At a seminar organised by the Association of Italian Banks (ABI) in Gubbio, its president Giuseppe Mussari spoke of possible tax breaks for Italian banks repatriating the business they currently operate through their overseas financial subsidiaries.

He pointed out that the government’s financial package, finalised in July this year, included the possibility for Italian banks to repatriate those businesses, having already agreed their tax treatment for the next three years with the Italian fiscal authorities.

It would, he said, be a form of tax amnesty covering, particularly, those asset management companies operating wholly outside of Italy, but that are subsidiaries of Italian banks. Such companies are to be found in all of the principal Italian banking groups. It might well be in those groups’ interest, at the present time, to repatriate those subsidiaries’ assets into Italy, particularly where their current country of domicile (such as Ireland) is in financial difficulty.

He added that the start of such repatriations was awaiting the issue of the relevant regulations from the Ministry of the Economy. They are said to be “in the process” of being produced.

Mussari also took up another of the tax problems that Italian banks have raised with the government, particularly in relation to the economic recession and the consequent increase in bad and doubtful debts experienced by banks in Italy on their loan books.
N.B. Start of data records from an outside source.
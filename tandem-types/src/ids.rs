//! Identifier types used throughout the Tandem core.
//!
//! Replica and entity identifiers are UUID v7 so they sort roughly by
//! creation time; the derived ordering doubles as the deterministic
//! tie-break between concurrent writers.

use serde::{Deserialize, Serialize};
use std::fmt;
use std::str::FromStr;
use uuid::Uuid;

/// Unique identifier for a document or entity.
#[derive(Debug, Clone, Copy, PartialEq, Eq, PartialOrd, Ord, Hash, Serialize, Deserialize)]
#[serde(transparent)]
pub struct EntityId(Uuid);

impl EntityId {
    /// Creates a new entity ID with the current timestamp.
    #[must_use]
    pub fn new() -> Self {
        Self(Uuid::now_v7())
    }

    /// Creates an entity ID from an existing UUID.
    #[must_use]
    pub const fn from_uuid(uuid: Uuid) -> Self {
        Self(uuid)
    }

    /// Returns the underlying UUID.
    #[must_use]
    pub const fn as_uuid(&self) -> Uuid {
        self.0
    }

    /// Parses an entity ID from a string.
    pub fn parse(s: &str) -> Result<Self, uuid::Error> {
        Ok(Self(Uuid::parse_str(s)?))
    }
}

impl Default for EntityId {
    fn default() -> Self {
        Self::new()
    }
}

impl fmt::Display for EntityId {
    fn fmt(&self, f: &mut fmt::Formatter<'_>) -> fmt::Result {
        write!(f, "{}", self.0)
    }
}

impl FromStr for EntityId {
    type Err = uuid::Error;

    fn from_str(s: &str) -> Result<Self, Self::Err> {
        Ok(Self(Uuid::parse_str(s)?))
    }
}

/// Identifier of a writing actor (a device or session).
///
/// Immutable for the lifetime of a replica. The total order over replica
/// IDs is what breaks ties between concurrent writes.
#[derive(Debug, Clone, Copy, PartialEq, Eq, PartialOrd, Ord, Hash, Serialize, Deserialize)]
#[serde(transparent)]
pub struct ReplicaId(Uuid);

impl ReplicaId {
    /// Creates a new replica ID.
    #[must_use]
    pub fn new() -> Self {
        Self(Uuid::now_v7())
    }

    /// Creates a replica ID from an existing UUID.
    #[must_use]
    pub const fn from_uuid(uuid: Uuid) -> Self {
        Self(uuid)
    }

    /// Returns the underlying UUID.
    #[must_use]
    pub const fn as_uuid(&self) -> Uuid {
        self.0
    }

    /// Parses a replica ID from a string.
    pub fn parse(s: &str) -> Result<Self, uuid::Error> {
        Ok(Self(Uuid::parse_str(s)?))
    }
}

impl Default for ReplicaId {
    fn default() -> Self {
        Self::new()
    }
}

impl fmt::Display for ReplicaId {
    fn fmt(&self, f: &mut fmt::Formatter<'_>) -> fmt::Result {
        write!(f, "{}", self.0)
    }
}

impl FromStr for ReplicaId {
    type Err = uuid::Error;

    fn from_str(s: &str) -> Result<Self, Self::Err> {
        Ok(Self(Uuid::parse_str(s)?))
    }
}

/// Identifier of an operation: the originating replica plus its sequence.
///
/// Ordered by replica first, then sequence, which makes it usable as the
/// final tie-break among concurrent operations.
#[derive(Debug, Clone, Copy, PartialEq, Eq, PartialOrd, Ord, Hash, Serialize, Deserialize)]
pub struct OperationId {
    pub replica: ReplicaId,
    pub sequence: u64,
}

impl OperationId {
    #[must_use]
    pub const fn new(replica: ReplicaId, sequence: u64) -> Self {
        Self { replica, sequence }
    }
}

impl fmt::Display for OperationId {
    fn fmt(&self, f: &mut fmt::Formatter<'_>) -> fmt::Result {
        write!(f, "{}#{}", self.replica, self.sequence)
    }
}

/// Identifier of a single character in a replicated text sequence.
///
/// `counter` is Lamport-style: a replica always picks a value larger than
/// any counter it has observed, so a later local insert sorts after
/// everything it could see. Ties between replicas fall back to the replica
/// ID.
#[derive(Debug, Clone, Copy, PartialEq, Eq, PartialOrd, Ord, Hash, Serialize, Deserialize)]
pub struct CharId {
    pub counter: u64,
    pub replica: ReplicaId,
}

impl CharId {
    /// Creates a character ID.
    #[must_use]
    pub const fn new(counter: u64, replica: ReplicaId) -> Self {
        Self { counter, replica }
    }

    /// The virtual head of every sequence (the "before first" anchor).
    #[must_use]
    pub const fn root() -> Self {
        Self {
            counter: 0,
            replica: ReplicaId::from_uuid(Uuid::nil()),
        }
    }

    /// Returns true if this is the head anchor.
    #[must_use]
    pub fn is_root(&self) -> bool {
        *self == Self::root()
    }
}

impl fmt::Display for CharId {
    fn fmt(&self, f: &mut fmt::Formatter<'_>) -> fmt::Result {
        write!(f, "{}:{}", self.counter, self.replica)
    }
}

impl FromStr for CharId {
    type Err = &'static str;

    fn from_str(s: &str) -> Result<Self, Self::Err> {
        let (counter, replica) = s.split_once(':').ok_or("invalid CharId format")?;
        let counter: u64 = counter.parse().map_err(|_| "invalid counter")?;
        let replica = ReplicaId::parse(replica).map_err(|_| "invalid replica")?;
        Ok(Self { counter, replica })
    }
}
As has been pointed out by the banks in the past, there is a distinct difference between the tax treatment of such credit losses, as against their accounting treatment on the banks’ balance sheets. For example, a credit impairment of 100 would be wholly taken as a loss in one year in a bank’s accounts, but only 5 would be allowed against taxable profits in that year. The balance of 90 is to be considered as a tax credit, repayable over 18 years (5% per year).

This, he continued, was in stark contrast to banks in the countries of their competitors, including Germany, where a loss is taken equally against both audited and taxable profits. It was, he said, time that Italian banks were able to reduce those credits which are, in effect, “financing to the government at zero interest rates.”

Given that the amounts involved are billions of euro, it would not be possible to cancel the tax credits immediately as Italian banks would then not be taxpayers for many years. He concluded, however, that it was time for reductions to begin, and for allowances to be made within the proposed Basle III regulations to ensure competitive homogeneity with banks from other countries.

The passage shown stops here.